From: Michael Zolotukhin <mzolotukhin@apple.com>
Date: Wed, 12 Mar 2014 21:31:05 +0000 (+0000)
Subject: PR17473:
X-Git-Url: http://plrg.eecs.uci.edu/git/?a=commitdiff_plain;h=4a0593ccd38cf01419e957e3947ed24cb3e06a07;p=oota-llvm.git

PR17473:
Don't normalize an expression during postinc transformation unless it's
invertible.


git-svn-id: https://llvm.org/svn/llvm-project/llvm/trunk@203719 91177308-0d34-0410-b5e6-96231b3b80d8
---

diff --git a/lib/Analysis/IVUsers.cpp b/lib/Analysis/IVUsers.cpp
index 212e98c7f8d..5317a479598 100644
--- a/lib/Analysis/IVUsers.cpp
+++ b/lib/Analysis/IVUsers.cpp
@@ -12,7 +12,6 @@
 //
 //===----------------------------------------------------------------------===//
 
-
 #define DEBUG_TYPE "iv-users"
 #include "llvm/Analysis/IVUsers.h"
 #include "llvm/ADT/STLExtras.h"
@@ -186,15 +185,34 @@ bool IVUsers::AddUsersImpl(Instruction *I,
 
     if (AddUserToIVUsers) {
       // Okay, we found a user that we cannot reduce.

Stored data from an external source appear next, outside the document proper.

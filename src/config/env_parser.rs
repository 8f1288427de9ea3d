//! Environment variable parsing utilities for configuration.

use crate::errors::Error;
use std::path::PathBuf;

use super::{paths, validation};

pub const DATA_DIR_VAR: &str = "MCP_MEMORY_DATA_DIR";
pub const DEFAULT_PROJECT_VAR: &str = "MCP_MEMORY_DEFAULT_PROJECT";
pub const MAX_RESULTS_VAR: &str = "MCP_MEMORY_MAX_RESULTS";
pub const EMBEDDING_MODEL_VAR: &str = "MCP_MEMORY_EMBEDDING_MODEL";

/// Parse environment variable value or return error if empty/whitespace.
fn parse_env_string(name: &str, value: &str) -> Result<String, Error> {
    if value.trim().is_empty() {
        return Err(Error::Config(format!("{name} cannot be empty")));
    }
    Ok(value.trim().to_string())
}

/// Parse environment variable as a path, expanding tilde.
fn parse_env_path(name: &str, value: &str) -> Result<PathBuf, Error> {
    let value = parse_env_string(name, value)?;
    Ok(paths::expand_tilde_path(&PathBuf::from(value)))
}

/// Parse environment variable as an integer that must be at least 1.
fn parse_env_count(name: &str, value: &str) -> Result<usize, Error> {
    let value = parse_env_string(name, value)?;
    let parsed: i64 = value
        .parse()
        .map_err(|e| Error::Config(format!("Invalid {name} value: {e}")))?;
    validation::positive_count(name, parsed)
}

/// Apply MCP_MEMORY_DATA_DIR environment variable override.
pub fn apply_data_dir_override(data_dir: &mut PathBuf) -> Result<(), Error> {
    if let Ok(val) = std::env::var(DATA_DIR_VAR) {
        *data_dir = parse_env_path(DATA_DIR_VAR, &val)?;
    }
    Ok(())
}

/// Apply MCP_MEMORY_DEFAULT_PROJECT environment variable override.
pub fn apply_default_project_override(default_project: &mut String) -> Result<(), Error> {
    if let Ok(val) = std::env::var(DEFAULT_PROJECT_VAR) {
        *default_project = parse_env_string(DEFAULT_PROJECT_VAR, &val)?;
    }
    Ok(())
}

/// Apply MCP_MEMORY_MAX_RESULTS environment variable override.
pub fn apply_max_results_override(max_results: &mut usize) -> Result<(), Error> {
    if let Ok(val) = std::env::var(MAX_RESULTS_VAR) {
        *max_results = parse_env_count(MAX_RESULTS_VAR, &val)?;
    }
    Ok(())
}

/// Apply MCP_MEMORY_EMBEDDING_MODEL environment variable override.
pub fn apply_embedding_model_override(embedding_model: &mut String) -> Result<(), Error> {
    if let Ok(val) = std::env::var(EMBEDDING_MODEL_VAR) {
        *embedding_model = parse_env_string(EMBEDDING_MODEL_VAR, &val)?;
    }
    Ok(())
}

-      IVUses.push_back(new IVStrideUse(this, User, I));
-      IVStrideUse &NewUse = IVUses.back();
+      IVStrideUse &NewUse = AddUser(User, I);
       // Autodetect the post-inc loop set, populating NewUse.PostIncLoops.

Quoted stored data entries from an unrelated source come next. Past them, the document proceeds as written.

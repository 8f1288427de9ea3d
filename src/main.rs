mod commands;
mod output;

use std::process::ExitCode;

use clap::Parser;
use tracing_subscriber::EnvFilter;

use mcp_memory::errors::Error;
use mcp_memory::{Config, MemoryStore};

use commands::Commands;
use output::{ErrorResponse, print_json};

/// mcp-memory - persistent, project-scoped semantic memory
#[derive(Parser)]
#[command(version, about, long_about = None)]
struct Cli {
    /// Print results as JSON
    #[arg(long, global = true)]
    json: bool,

    #[command(subcommand)]
    command: Commands,
}

/// Log to stderr so stdout stays parseable; `RUST_LOG` overrides the level.
fn init_tracing() {
    let filter = EnvFilter::try_from_default_env().unwrap_or_else(|_| EnvFilter::new("warn"));
    tracing_subscriber::fmt()
        .with_env_filter(filter)
        .with_writer(std::io::stderr)
        .init();
}

fn run(cli: &Cli) -> Result<ExitCode, Error> {
    if let Commands::Version = cli.command {
        return commands::handle_version(cli.json);
    }

    let config = Config::load()?;
    let mut store = MemoryStore::new(&config)?;
    commands::execute(&cli.command, &mut store, &config, cli.json)
}

fn main() -> ExitCode {
    init_tracing();
    let cli = Cli::parse();

    match run(&cli) {
        Ok(code) => code,
        Err(e) => {
            if !e.is_caller_error() {
                tracing::error!(error = %e, "command failed");
            }
            if cli.json {
                print_json(&ErrorResponse {
                    error: e.to_string(),
                });
            } else {
                eprintln!("Error: {}", e);
            }
            ExitCode::FAILURE
        }
    }
}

       // The regular return value here is discarded; instead of recording
       // it, we just recompute it when we need it.
+      const SCEV *OriginalISE = ISE;
       ISE = TransformForPostIncUse(NormalizeAutodetect,
                                    ISE, User, I,
                                    NewUse.PostIncLoops,
                                    *SE, *DT);
+
+      // PostIncNormalization effectively simplifies the expression under
+      // pre-increment assumptions. Those assumptions (no wrapping) might not
+      // hold for the post-inc value. Catch such cases by making sure the
+      // transformation is invertible.
+      if (OriginalISE != ISE) {
+        const SCEV *DenormalizedISE =
+          TransformForPostIncUse(Denormalize, ISE, User, I,
+              NewUse.PostIncLoops, *SE, *DT);
+
+        // If we normalized the expression, but denormalization doesn't give the
+        // original one, discard this user.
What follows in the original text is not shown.